AI Bisa Membantu Dakwah, tetapi Tidak Menjadi Ulama

AI mampu menyusun kalimat yang terdengar meyakinkan. Ia dapat menjelaskan ayat, merangkum kitab, menulis naskah khutbah, dan menjawab pertanyaan fikih. Namun kemampuan menghasilkan bahasa yang bagus tidak sama dengan memahami agama. AI tidak memiliki iman, niat, pengalaman ibadah, guru, sanad keilmuan, atau tanggung jawab di hadapan Allah. Ia bekerja dengan mengenali pola dari data, lalu menyusun jawaban yang diperkirakan paling sesuai.

Karena itu, AI dapat berperan sebagai asisten, tetapi bukan sebagai mufti. Ia dapat membantu mencari calon sumber, tetapi tidak boleh menjadi penentu akhir benar-salahnya sebuah hukum. Ia dapat membuat kerangka ceramah, tetapi dai manusialah yang harus memeriksa dalil, memahami konteks, menimbang dampak, dan mempertanggungjawabkan pesan yang disampaikan.

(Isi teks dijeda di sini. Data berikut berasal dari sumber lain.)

//! 日志系统模块
//!
//! 提供结构化日志配置和初始化功能

use anyhow::{Context, Result};
use log::LevelFilter;
use std::fs::OpenOptions;
use std::path::PathBuf;
use std::sync::{Arc, OnceLock};
use tracing_subscriber::{fmt, prelude::*, registry, EnvFilter};

/// 全局日志初始化标记，防止重复初始化
static LOGGING_INITIALIZED: OnceLock<bool> = OnceLock::new();

/// 日志配置结构
#[derive(Debug, Clone)]
pub struct LogConfig {
    /// 日志级别
    pub level: LevelFilter,
    /// 日志文件路径（可选）
    pub file_path: Option<PathBuf>,
    /// 是否输出到控制台
    pub console: bool,
    /// 是否使用JSON格式
    pub json_format: bool,
}

impl Default for LogConfig {
    fn default() -> Self {
        Self {
            level: LevelFilter::Info,
            file_path: None,
            console: true,
            json_format: false,
        }
    }
}

/// 日志系统管理器
pub struct LoggingSystem;

impl LoggingSystem {
    /// 初始化日志系统
    ///
    /// # 参数
    /// * `config` - 日志配置
    ///
    /// # 返回
    /// * `Result<()>` - 初始化结果
    pub fn setup_logging(config: LogConfig) -> Result<()> {
        // 重复初始化直接返回成功（测试场景下常见）
        if LOGGING_INITIALIZED.get().is_some() {
            return Ok(());
        }

        let env_filter = EnvFilter::try_from_default_env()
            .unwrap_or_else(|_| EnvFilter::new(Self::level_to_directive(config.level)));

        let console_layer = if config.console {
            if config.json_format {
                Some(fmt::layer().json().with_target(true).boxed())
            } else {
                Some(fmt::layer().with_target(true).boxed())
            }
        } else {
            None
        };

        let file_layer = match &config.file_path {
            Some(path) => {
                let file = OpenOptions::new()
                    .create(true)
                    .append(true)
                    .open(path)
                    .with_context(|| format!("打开日志文件失败: {}", path.display()))?;
                Some(
                    fmt::layer()
                        .json()
                        .with_ansi(false)
                        .with_writer(Arc::new(file))
                        .boxed(),
                )
            }
            None => None,
        };

        registry()
            .with(env_filter)
            .with(console_layer)
            .with(file_layer)
            .try_init()
            .context("初始化tracing订阅器失败")?;

        // 桥接log宏到tracing
        let _ = tracing_log::LogTracer::init();

        let _ = LOGGING_INITIALIZED.set(true);
        Ok(())
    }

    /// 将日志级别转换为EnvFilter指令
    fn level_to_directive(level: LevelFilter) -> &'static str {
        match level {
            LevelFilter::Off => "off",
            LevelFilter::Error => "error",
            LevelFilter::Warn => "warn",
            LevelFilter::Info => "info",
            LevelFilter::Debug => "debug",
            LevelFilter::Trace => "trace",
        }
    }
}
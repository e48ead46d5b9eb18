//! 通知分发器
//!
//! 每个周期把完整结果集推送到实时通道，并在有变化时向全部订阅者
//! 发送一条汇总告警，单个订阅者的投递失败相互隔离。

use crate::alert::AlertTemplate;
use crate::error::Result;
use crate::notify::live::LiveChannel;
use crate::notify::registry::SubscriberRegistry;
use crate::notify::sender::MessageDelivery;
use crate::probe::ProbeResult;
use std::sync::Arc;
use std::time::Duration;
use tracing::{debug, error, info};

/// 通知分发器
pub struct NotificationFanout {
    /// 实时通道
    live: Arc<dyn LiveChannel>,
    /// 消息投递器
    delivery: Arc<dyn MessageDelivery>,
    /// 订阅者注册表
    registry: Arc<dyn SubscriberRegistry>,
    /// 告警消息模板
    template: AlertTemplate,
}

impl NotificationFanout {
    /// 创建新的通知分发器
    ///
    /// # 参数
    /// * `live` - 实时通道
    /// * `delivery` - 消息投递器
    /// * `registry` - 订阅者注册表
    /// * `template` - 告警消息模板
    ///
    /// # 返回
    /// * `Self` - 分发器实例
    pub fn new(
        live: Arc<dyn LiveChannel>,
        delivery: Arc<dyn MessageDelivery>,
        registry: Arc<dyn SubscriberRegistry>,
        template: AlertTemplate,
    ) -> Self {
        Self {
            live,
            delivery,
            registry,
            template,
        }
    }

    /// 推送完整结果集到实时通道
    ///
    /// 无论告警是否开启，每个周期恰好推送一次。
    /// 推送硬失败作为本周期的错误上报，下一周期不受影响。
    ///
    /// # 参数
    /// * `topic` - 推送主题
    /// * `results` - 本周期的完整结果集
    ///
    /// # 返回
    /// * `Result<()>` - 推送结果
    pub async fn publish(&self, topic: &str, results: &[ProbeResult]) -> Result<()> {
        let payload = serde_json::to_value(results)?;
        self.live.publish(topic, payload).await
    }

    /// 向全部订阅者发送一条汇总告警
    ///
    /// 每个周期渲染一条消息（不是每个目标一条），发送给注册表的
    /// 当前快照。单个订阅者投递失败只记录日志，不影响其余订阅者，
    /// 也不会让周期失败。
    ///
    /// # 参数
    /// * `delta` - 本周期的变化集（调用方保证非空）
    /// * `period` - 当前检测周期
    /// * `probe_timeout` - 当前探测超时
    pub async fn alert(&self, delta: &[ProbeResult], period: Duration, probe_timeout: Duration) {
        let subscribers = self.registry.list_subscribers().await;
        if subscribers.is_empty() {
            debug!("没有告警订阅者，跳过发送");
            return;
        }

        let text = match self.template.render(delta, period, probe_timeout) {
            Ok(text) => text,
            Err(e) => {
                error!("渲染告警消息失败: {}", e);
                return;
            }
        };

        let mut delivered = 0usize;
        for subscriber in &subscribers {
            match self.delivery.deliver(subscriber, &text).await {
                Ok(()) => delivered += 1,
                Err(e) => error!("向订阅者 {} 投递告警失败: {}", subscriber.id, e),
            }
        }

        info!(
            "告警分发完成: 变化条目 {}，订阅者 {}，成功 {}",
            delta.len(),
            subscribers.len(),
            delivered
        );
    }
}
//! 命令行参数定义
//!
//! 使用clap定义应用程序的命令行接口

use clap::{Parser, Subcommand, ValueEnum};
use std::path::PathBuf;

/// Server Pulse - 服务器状态监控与告警调度引擎
#[derive(Parser, Debug, Clone)]
#[command(
    name = "server-pulse",
    version = crate::VERSION,
    about = crate::APP_DESCRIPTION,
    long_about = None
)]
pub struct Args {
    /// 配置文件路径
    #[arg(
        short,
        long,
        value_name = "FILE",
        help = "配置文件路径",
        env = "SERVER_PULSE_CONFIG"
    )]
    pub config: Option<PathBuf>,

    /// 日志级别
    #[arg(
        short,
        long,
        value_enum,
        default_value = "info",
        help = "日志级别",
        env = "SERVER_PULSE_LOG_LEVEL"
    )]
    pub log_level: LogLevel,

    /// 子命令
    #[command(subcommand)]
    pub command: Commands,
}

/// 日志级别枚举
#[derive(ValueEnum, Clone, Debug, PartialEq)]
pub enum LogLevel {
    /// 调试级别
    Debug,
    /// 信息级别
    Info,
    /// 警告级别
    Warn,
    /// 错误级别
    Error,
}

impl From<LogLevel> for log::LevelFilter {
    fn from(level: LogLevel) -> Self {
        match level {
            LogLevel::Debug => log::LevelFilter::Debug,
            LogLevel::Info => log::LevelFilter::Info,
            LogLevel::Warn => log::LevelFilter::Warn,
            LogLevel::Error => log::LevelFilter::Error,
        }
    }
}

/// 子命令定义
#[derive(Subcommand, Debug, Clone)]
pub enum Commands {
    /// 启动监控调度服务
    Start {
        /// 探测周期（秒），覆盖配置文件
        #[arg(
            short,
            long,
            value_name = "SECONDS",
            help = "探测周期（秒）",
            env = "SERVER_PULSE_PERIOD"
        )]
        period: Option<u64>,

        /// 单次探测超时（毫秒），覆盖配置文件
        #[arg(
            short,
            long,
            value_name = "MILLIS",
            help = "单次探测超时（毫秒）",
            env = "SERVER_PULSE_TIMEOUT"
        )]
        timeout: Option<u64>,
    },

    /// 对配置中的全部目标执行一次探测并打印结果
    Check {
        /// 单次探测超时（毫秒）
        #[arg(short, long, value_name = "MILLIS", help = "单次探测超时（毫秒）")]
        timeout: Option<u64>,
    },

    /// 验证配置文件
    Validate,

    /// 显示版本信息
    Version,
}

/// 解析默认配置文件路径
///
/// 优先使用当前目录下的 server-pulse.toml，其次使用用户配置目录。
pub fn default_config_path() -> PathBuf {
    let local = PathBuf::from("server-pulse.toml");
    if local.exists() {
        return local;
    }

    dirs::config_dir()
        .map(|dir| dir.join("server-pulse").join("config.toml"))
        .unwrap_or(local)
}
//! Server Pulse - 服务器状态监控与告警调度引擎
//!
//! 这是一个用Rust编写的服务器健康监控调度引擎，支持：
//! - 周期性探测（DNS解析 + 可达性检测 + HTTP状态/延迟采集）
//! - 有界并发的批量探测
//! - 跨周期的上下线差异追踪与告警
//! - 运行时动态调整调度参数（周期、超时、开关）
//! - 实时结果推送与多订阅者告警分发

pub mod alert;
pub mod cli;
pub mod config;
pub mod error;
pub mod logging;
pub mod notify;
pub mod probe;
pub mod scheduler;
pub mod storage;

// 重新导出主要类型
pub use config::{Config, GlobalConfig, TargetConfig};
pub use error::{Result, ServerPulseError};
pub use probe::{HttpProber, ProbeEngine, ProbeResult, ProbeStatus, Prober, Target};
pub use scheduler::{DynamicScheduler, ScheduleConfig, TargetSelection};

/// 应用程序版本信息
pub const VERSION: &str = env!("CARGO_PKG_VERSION");

/// 应用程序名称
pub const APP_NAME: &str = env!("CARGO_PKG_NAME");

/// 应用程序描述
pub const APP_DESCRIPTION: &str = env!("CARGO_PKG_DESCRIPTION");
//! 配置数据结构定义
//!
//! 定义应用程序的配置结构体和验证逻辑

use serde::{Deserialize, Serialize};

/// 主配置结构，包含全局配置和初始目标列表
#[derive(Debug, Clone, Serialize, Deserialize)]
pub struct Config {
    /// 全局配置项
    pub global: GlobalConfig,
    /// 初始监控目标列表
    #[serde(default)]
    pub targets: Vec<TargetConfig>,
}

/// 全局配置结构
#[derive(Debug, Clone, Serialize, Deserialize, PartialEq)]
pub struct GlobalConfig {
    /// 日志级别
    #[serde(default = "default_log_level")]
    pub log_level: String,
    /// 启动时是否开启调度
    #[serde(default = "default_schedule_enabled")]
    pub schedule_enabled: bool,
    /// 探测周期（秒，最小1）
    #[serde(default = "default_period")]
    pub period_seconds: u64,
    /// 单次探测超时（毫秒）
    #[serde(default = "default_probe_timeout")]
    pub probe_timeout_ms: u64,
    /// 是否开启告警通知
    #[serde(default)]
    pub notifications_enabled: bool,
    /// 最大并发探测数（缺省时取可用并行度）
    pub max_concurrent_probes: Option<usize>,
    /// Telegram机器人token（缺省时告警走空实现）
    pub telegram_bot_token: Option<String>,
    /// 告警消息模板（handlebars语法）
    pub alert_template: Option<String>,
}

impl Default for GlobalConfig {
    fn default() -> Self {
        Self {
            log_level: default_log_level(),
            schedule_enabled: default_schedule_enabled(),
            period_seconds: default_period(),
            probe_timeout_ms: default_probe_timeout(),
            notifications_enabled: false,
            max_concurrent_probes: None,
            telegram_bot_token: None,
            alert_template: None,
        }
    }
}

/// 监控目标配置结构
#[derive(Debug, Clone, Serialize, Deserialize, PartialEq)]
pub struct TargetConfig {
    /// 显示名称
    pub name: String,
    /// 主机名（用于解析与可达性检测）
    pub host: String,
    /// 探测URL（缺省时为 https://{host}）
    pub url: Option<String>,
}

// 默认值函数
fn default_log_level() -> String {
    "info".to_string()
}
fn default_schedule_enabled() -> bool {
    true
}
fn default_period() -> u64 {
    60
}
fn default_probe_timeout() -> u64 {
    5000
}

/// 配置验证函数
///
/// # 参数
/// * `config` - 要验证的配置
///
/// # 返回
/// * `Result<(), String>` - 验证结果，错误时返回错误信息
pub fn validate_config(config: &Config) -> Result<(), String> {
    if config.global.period_seconds == 0 {
        return Err("探测周期不能小于1秒".to_string());
    }

    if config.global.probe_timeout_ms == 0 {
        return Err("探测超时时间不能为0".to_string());
    }

    if let Some(0) = config.global.max_concurrent_probes {
        return Err("最大并发探测数不能为0".to_string());
    }

    // 验证日志级别
    let valid_log_levels = ["debug", "info", "warn", "error"];
    if !valid_log_levels.contains(&config.global.log_level.as_str()) {
        return Err(format!(
            "无效的日志级别: {}，支持的级别: {:?}",
            config.global.log_level, valid_log_levels
        ));
    }

    // 验证目标列表
    let mut seen = std::collections::HashSet::new();
    for target in &config.targets {
        if target.name.trim().is_empty() {
            return Err("目标名称不能为空".to_string());
        }
        if target.host.trim().is_empty() {
            return Err(format!("目标 {} 的主机名不能为空", target.name));
        }
        // (host, name) 是跨周期的差异追踪标识，必须唯一
        if !seen.insert((target.host.clone(), target.name.clone())) {
            return Err(format!(
                "目标重复: host={} name={}",
                target.host, target.name
            ));
        }
    }

    Ok(())
}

Al-Qur’an mengingatkan, “Janganlah kamu mengikuti sesuatu yang tidak kamu ketahui” (QS. Al-Isra’ [17]: 36). Ayat ini terasa sangat dekat dengan kebiasaan kita di media sosial. Jangan langsung percaya hanya karena videonya terlihat Islami. Jangan langsung membagikan hanya karena suaranya menyentuh. Jangan menganggap sebuah kutipan benar hanya karena di layar tertulis “HR. Bukhari” atau nama seorang ulama. Penampilan dapat dibuat; kebenaran tetap harus diperiksa.

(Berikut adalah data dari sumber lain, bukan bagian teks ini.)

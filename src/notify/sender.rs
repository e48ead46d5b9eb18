//! 消息投递接口
//!
//! 定义告警消息投递的trait和空实现

use async_trait::async_trait;

/// 订阅者：告警消息的投递目的地（例如一个聊天身份）
#[derive(Debug, Clone, PartialEq, Eq, Hash)]
pub struct Subscriber {
    /// 目的地标识（例如chat id）
    pub id: String,
}

impl Subscriber {
    /// 创建新的订阅者
    pub fn new(id: impl Into<String>) -> Self {
        Self { id: id.into() }
    }
}

/// 消息投递trait
#[async_trait]
pub trait MessageDelivery: Send + Sync {
    /// 向单个订阅者投递一条文本消息
    ///
    /// # 参数
    /// * `subscriber` - 订阅者
    /// * `text` - 消息文本
    ///
    /// # 返回
    /// * `anyhow::Result<()>` - 投递结果
    async fn deliver(&self, subscriber: &Subscriber, text: &str) -> anyhow::Result<()>;
}

/// 空的消息投递实现（用于测试或禁用通知）
pub struct NoOpDelivery;

#[async_trait]
impl MessageDelivery for NoOpDelivery {
    async fn deliver(&self, _subscriber: &Subscriber, _text: &str) -> anyhow::Result<()> {
        // 不执行任何操作
        Ok(())
    }
}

 Ustadz dan Ustadzah AI di TikTok dan YouTube

Platform video pendek bekerja dengan kecepatan. Konten yang singkat, emosional, dan mudah dibagikan sering memperoleh perhatian lebih besar. Video AI sangat cocok dengan pola tersebut: dapat diproduksi cepat, dibuat dalam banyak versi, diterjemahkan ke berbagai bahasa, dan diunggah secara rutin. Bagi lembaga dakwah, kemampuan ini tentu menarik. Satu materi kajian dapat diubah menjadi potongan satu menit, infografik bergerak, narasi suara, dan versi bahasa lain.

Namun algoritma tidak selalu memilih konten yang paling benar atau paling mendalam. Algoritma cenderung mengangkat konten yang membuat orang berhenti, menonton, berkomentar, atau membagikan. Akibatnya, nasihat yang sensasional dapat mengalahkan penjelasan yang hati-hati. Judul seperti “Lakukan Ini, Rezeki Pasti Datang Besok” mungkin lebih cepat viral daripada uraian jujur tentang ikhtiar, doa, takdir, dan kesabaran.

Di sinilah “ustadz AI” dapat berubah dari alat dakwah menjadi mesin produksi otoritas semu. Wajahnya tampak saleh, suaranya meyakinkan, tetapi siapa penulis naskahnya? Dari mana sumber dalilnya? Siapa yang memeriksa? Apakah video itu mewakili pendapat lembaga tertentu, atau hanya dibuat untuk mengejar jumlah penonton? Pertanyaan-pertanyaan ini perlu diajukan dengan tenang, bukan untuk menolak teknologi, tetapi untuk menjaga amanah ilmu.

Menjadi Ustadz Ustadzah AI yang Amanah

“Menjadi ustadz atau ustadzah AI” sebaiknya tidak dimaknai sebagai menyerahkan dakwah kepada mesin. Maknanya adalah menjadi dai, guru, pengelola media, atau kreator Muslim yang mampu menggunakan AI dengan cerdas dan beradab. Teknologinya boleh modern, tetapi prinsipnya tetap Islami.

Pertama, jujurlah mengenai penggunaan AI. Apabila wajah, suara, atau video dibuat secara sintetis, beri keterangan yang jelas. TikTok dan YouTube telah menyediakan mekanisme penandaan untuk konten yang dibuat atau diubah secara bermakna dengan AI. Transparansi bukan kekurangan; justru itulah bagian dari amanah. Penonton berhak mengetahui apakah yang mereka lihat adalah manusia nyata, avatar, rekonstruksi, atau hasil penyuntingan.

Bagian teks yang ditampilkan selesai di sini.